For anybody going to rehab with 99.9 % motiviation it will probably fail, when you are 100 % motivated they will help you save your life. Its not the rehab that will save you, it can only be the helping hand when you want to save yourself.
 
If its going to be a twelve step rehab then she may want to attend NA or AA meetings first as they are free. Rehabs to not automatically heal addicts; They must change the way they think and behave. They must also put the work in and heal from the wounds of addiction. They must also identify and treat the root cause of the addiction.

I would check into a good substance abuse counselor and combine this with either the fellowships and/or SMART.

You may also want to turn her onto BL as we have a whole bunch of people sucsefully handling their addictions in a wide variety of ways. There is a lot of wisdom and great support here.
 
Rehab is basically the first step you make towards getting clean.
I know a lot of people who didn´t make it and relapsed the soonest they were allowed to go out.
In rehab all you talk is about what you have been missing. People often trade info regarding how you can do better and who sells what and where.
From my perspective it only suits you if you really want to go on being sober with you real life. 'Just for one day' for now.
 
Ive been to 3 different rehabs over the years, All of them, I was free to leave, as they cannot hold an adult there if they dont want to be there, after 3-4 days, I was ready to go, couldnt take it anymore. Looking back, the one my ex-GF got me into was the best and I truly regret conning and manipulating her and them that I absolutely had to leave that day...I made up some story about my job, and how I had to go back to work, yada, yada, this was somewhat true, my job did have alot going on at the time, but my boss had told me he had put my on medical leave for as long as it took, but I sort of twisted his words around and made it appear I would fired if I did not go to work.

That rehab had a medical detox, I was given phenobarb, Librium, and something to sleep, but by the 3rd day, i was really chipping, kept thinking about copping on the outside, and all these shitty feelings would go away, so I got to scheming, like all addicts do when put out of reach of their DOC...on the cab ride home, I was on my phone to my connection and had shit waiting for me as soon as I got home, I knew how addicted I truly was then.

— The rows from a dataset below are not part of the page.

//! SQLite-backed deck store.

use std::path::Path;
use std::time::Duration;

use rusqlite::{Connection, OptionalExtension, Row, params};

use crate::{
    card::{Card, Deck, DeckAggregate, DeckCardLink, DeckEntry},
    types::DeckId,
};

use super::{DeckStore, StoreError, StoreResult};

const BUSY_TIMEOUT: Duration = Duration::from_secs(5);

const UPSERT_CARD_SQL: &str = "INSERT INTO cards (id, name, type_line, mana_cost, oracle_text, image_uri)
     VALUES (?1, ?2, ?3, ?4, ?5, ?6)
     ON CONFLICT(id) DO UPDATE SET
         name = excluded.name,
         type_line = excluded.type_line,
         mana_cost = excluded.mana_cost,
         oracle_text = excluded.oracle_text,
         image_uri = excluded.image_uri";

// One statement: concurrent writers serialize on the write lock and each
// sees the other's increment.
const UPSERT_INCREMENT_SQL: &str = "INSERT INTO deck_cards (deck_id, card_id, qty)
     VALUES (?1, ?2, 1)
     ON CONFLICT(deck_id, card_id) DO UPDATE SET qty = qty + 1
     RETURNING qty";

const DECK_ENTRIES_SQL: &str = "SELECT c.id, c.name, c.type_line, c.mana_cost, c.oracle_text, c.image_uri, dc.qty
     FROM deck_cards dc
     JOIN cards c ON c.id = dc.card_id
     WHERE dc.deck_id = ?1
     ORDER BY dc.rowid ASC";

/// SQLite implementation of [`crate::persist::DeckStore`].
pub struct SqliteDeckStore {
    conn: Connection,
}

impl SqliteDeckStore {
    /// Opens or creates a SQLite-backed store at `path`.
    ///
    /// Enables WAL mode, foreign keys, and a busy timeout so several
    /// connections to the same file can write concurrently.
    pub fn open(path: impl AsRef<Path>) -> StoreResult<Self> {
        let conn = Connection::open(path)?;
        Self::init_connection(conn)
    }

    /// Opens an in-memory SQLite store.
    pub fn open_in_memory() -> StoreResult<Self> {
        let conn = Connection::open_in_memory()?;
        Self::init_connection(conn)
    }

    fn init_connection(conn: Connection) -> StoreResult<Self> {
        conn.busy_timeout(BUSY_TIMEOUT)?;
        conn.pragma_update_and_check(None, "journal_mode", "WAL", |_| Ok(()))?;
        conn.pragma_update(None, "synchronous", "NORMAL")?;
        conn.pragma_update(None, "foreign_keys", "ON")?;
        conn.execute_batch(include_str!("schema.sql"))?;
        Ok(Self { conn })
    }

    /// Number of link rows for `(deck_id, card_id)`. Always 0 or 1.
    pub fn link_row_count(&self, deck_id: DeckId, card_id: &str) -> StoreResult<u32> {
        let count: u32 = self.conn.query_row(
            "SELECT COUNT(*) FROM deck_cards WHERE deck_id = ?1 AND card_id = ?2",
            params![deck_id, card_id],
            |row| row.get(0),
        )?;
        Ok(count)
    }

    fn entries_for(&self, deck_id: DeckId) -> StoreResult<Vec<DeckEntry>> {
        let mut stmt = self.conn.prepare_cached(DECK_ENTRIES_SQL)?;
        let rows = stmt.query_map(params![deck_id], |row| {
            Ok(DeckEntry {
                card: card_from_row(row)?,
                qty: row.get(6)?,
            })
        })?;

        let mut out = Vec::new();
        for row in rows {
            out.push(row?);
        }
        Ok(out)
    }
}

impl DeckStore for SqliteDeckStore {
    fn create_deck(&mut self, name: &str) -> StoreResult<Deck> {
        self.conn
            .execute("INSERT INTO decks (name) VALUES (?1)", params![name])?;
        Ok(Deck {
            id: self.conn.last_insert_rowid(),
            name: name.to_string(),
        })
    }

    fn find_deck(&self, id: DeckId) -> StoreResult<Option<Deck>> {
        let deck = self
            .conn
            .query_row(
                "SELECT id, name FROM decks WHERE id = ?1",
                params![id],
                |row| {
                    Ok(Deck {
                        id: row.get(0)?,
                        name: row.get(1)?,
                    })
                },
            )
            .optional()?;
        Ok(deck)
    }

    fn get_card(&self, id: &str) -> StoreResult<Option<Card>> {
        let card = self
            .conn
            .query_row(
                "SELECT id, name, type_line, mana_cost, oracle_text, image_uri FROM cards WHERE id = ?1",
                params![id],
                card_from_row,
            )
            .optional()?;
        Ok(card)
    }

    fn upsert_card(&mut self, card: &Card) -> StoreResult<()> {
        self.conn.execute(
            UPSERT_CARD_SQL,
            params![
                card.id,
                card.name,
                card.type_line,
                card.mana_cost,
                card.oracle_text,
                card.image_uri,
            ],
        )?;
        Ok(())
    }

    fn upsert_increment_deck_card(&mut self, deck_id: DeckId, card_id: &str) -> StoreResult<DeckCardLink> {
        if self.find_deck(deck_id)?.is_none() {
            return Err(StoreError::deck_not_found(deck_id));
        }
        if self.get_card(card_id)?.is_none() {
            return Err(StoreError::NotFound {
                entity: "card",
                id: card_id.to_string(),
            });
        }

        let qty: u32 = self
            .conn
            .query_row(UPSERT_INCREMENT_SQL, params![deck_id, card_id], |row| row.get(0))?;
        Ok(DeckCardLink {
            deck_id,
            card_id: card_id.to_string(),
            qty,
        })
    }

    fn delete_deck_card(&mut self, deck_id: DeckId, card_id: &str) -> StoreResult<()> {
        let removed = self.conn.execute(
            "DELETE FROM deck_cards WHERE deck_id = ?1 AND card_id = ?2",
            params![deck_id, card_id],
        )?;
        if removed == 0 {
            return Err(StoreError::NotFound {
                entity: "deck card",
                id: format!("{deck_id}/{card_id}"),
            });
        }
        Ok(())
    }

    fn load_deck(&self, id: DeckId) -> StoreResult<Option<DeckAggregate>> {
        let Some(deck) = self.find_deck(id)? else {
            return Ok(None);
        };
        let cards = self.entries_for(id)?;
        Ok(Some(DeckAggregate { deck, cards }))
    }

    fn list_decks_with_cards(&self) -> StoreResult<Vec<DeckAggregate>> {
        let decks = {
            let mut stmt = self.conn.prepare("SELECT id, name FROM decks ORDER BY id ASC")?;
            let rows = stmt.query_map([], |row| {
                Ok(Deck {
                    id: row.get(0)?,
                    name: row.get(1)?,
                })
            })?;
            rows.collect::<Result<Vec<_>, _>>()?
        };

        let mut out = Vec::with_capacity(decks.len());
        for deck in decks {
            let cards = self.entries_for(deck.id)?;
            out.push(DeckAggregate { deck, cards });
        }
        Ok(out)
    }
}

fn card_from_row(row: &Row<'_>) -> rusqlite::Result<Card> {
    Ok(Card {
        id: row.get(0)?,
        name: row.get(1)?,
        type_line: row.get(2)?,
        mana_cost: row.get(3)?,
        oracle_text: row.get(4)?,
        image_uri: row.get(5)?,
    })
}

My most recent rehab was at a Salvation army rehab, it was 100% free, met some great people there, they were all very nice, My first night, I was go motivated to stick with this rehab, but I was only there for 3 days, was withdrwling very bad, and it got the best of me, again, I felt regret leaving, but told myself I could do it on the outside, How wrong I was!

For ANY rehab to work, you literally have to WANT to be clean and be totally sick of using...Im in the position where I really NEED to quit, as its ruining my life, but I still LOVE it too much, this is the toughest part to get over IMO.
 
Sorry, forgot to mention this in my last post, Ive seen that TV commercial for Passages Malibu, a rehab somewhere in southern CA, the commercial shows this beautiful place with ocean views, people getting spa treatments, acupuncture, swimming, a lobby with a huge fountain, etc. Im not sure of the cost, but I think its one of those rehabs movie stars go to.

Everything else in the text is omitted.